Dünyanın en değerli elli şirketinin toplam değerinin küresel GSYIH’ye oranı %28, medyan kâr marjı %18.2, medyan vergi oranı %17.4, arasındaki teknoloji şirketi sayısı yirmi bir, arasındaki Çinli şirket sayısı sekiz, sekiz Çinli şirketin kasasındaki nakitlerin sermaye harcamalarındaki oranı %355, kasalarındaki nakit toplamı 1.8 trilyon dolar. 2000’lerde en değerli yirmi şirketin birincisi Exxon iken, şimdi ilk yirmi şirketin ilk beşi teknoloji şirketi, Exxon listede bile yok.
*
Beyin göçü sözcüğü de ulus devletlerin en saçma görüşüdür. Bir insanın beyni bir devlete ait olamayacağı gibi, sadece insanın kendisine ait olmasının yanında, bugünün çocukları için dünyanın her yeri kendi ülkesidir. Bir beyin eğer bir buluş geliştirdi, bir beste yaptı, bir dans geliştirdi, bir teknoloji yarattı, bir eser yazdı, uluslararası bir istihdam yarattıysa eğer, işte o beyin, dünyanın ortak bahçelerine bir karanfil uzatmış demektir. Eğer beyin göçü olsaydı insan beyni kozmosun dışında bir varlık demektir. Oysa insan beyni kesinkes kozmosun içinde varlıktır. Aptal politikacılarla, ruh hastası ulus devletlere inanmayın.
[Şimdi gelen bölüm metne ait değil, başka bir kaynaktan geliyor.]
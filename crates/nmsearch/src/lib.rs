//! Nelder-Mead simplex search step for a mesh-adaptive direct-search optimizer.
//!
//! Layout
//! - `point`: evaluated points, the handle-based cache and the evaluator seam.
//! - `order`: the feasibility-aware ordering and component-wise dominance.
//! - `mesh`: mesh/frame sizes, variable layout and mesh projection.
//! - `simplex`: the simplex set, its geometry, zones and trial construction.
//! - `search`: configuration, the step engine and the `run_search` strategy.
//! - `design`: reproducible random designs used to fill the cache.
//!
//! API Policy
//! - This crate is project-internal. There is no stable public API.

pub mod design;
pub mod error;
pub mod mesh;
pub mod order;
pub mod point;
pub mod search;
pub mod simplex;

/// Library version string.
pub const VERSION: &str = env!("CARGO_PKG_VERSION");

pub use error::{ConfigError, SearchError};

/// Common exports for callers driving a search.
pub mod prelude {
    pub use crate::design::{sample_frame, ReplayToken};
    pub use crate::error::{ConfigError, SearchError};
    pub use crate::mesh::{Mesh, Variables};
    pub use crate::order::{dominates, DominanceOrder, TieBreak};
    pub use crate::point::{
        Blackbox, BlackboxError, Cache, CachedEvaluator, EvalPoint, Evaluator, OutputType,
        PointId, PointStore,
    };
    pub use crate::search::{
        NelderMeadSearch, NmCfg, SearchOutcome, SearchStrategy, StopFlag, StopReason, SuccessKind,
    };
    pub use crate::simplex::PartitionPolicy;
}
Mars’a da bugüne kadar başarıyla iniş yapan dokuz Amerikan bir Çinli uzay aracı oldu. Elbet bu inişleri biberonla izleyen bebekler, ne geçmişle geriye çekilir ne de gelecekle ileri itilir, muhakkak anın değeriyle yaşam standartlarının artacağını, ekonomik sorunların çözümünün tek kelimeyle ilginin çözeceğini, koltuklu memurlar, bürokrasi, belge giren memurlar gibi baş belası kavramların yüksek teknolojiyle yok olacağının farkında olacaklardır. Şimdiden Yirmi üçüncü Yüzyılın tohumları atıldığına göre, elbet onlar teknolojinin geliştirdiği yüksek teknoloji sayesinde bir saatliğine hızlı uçaklarla Roma’da arkadaşlarıyla buluşup, kahvelerini içip, akşam evlerine geri döneceklerdir.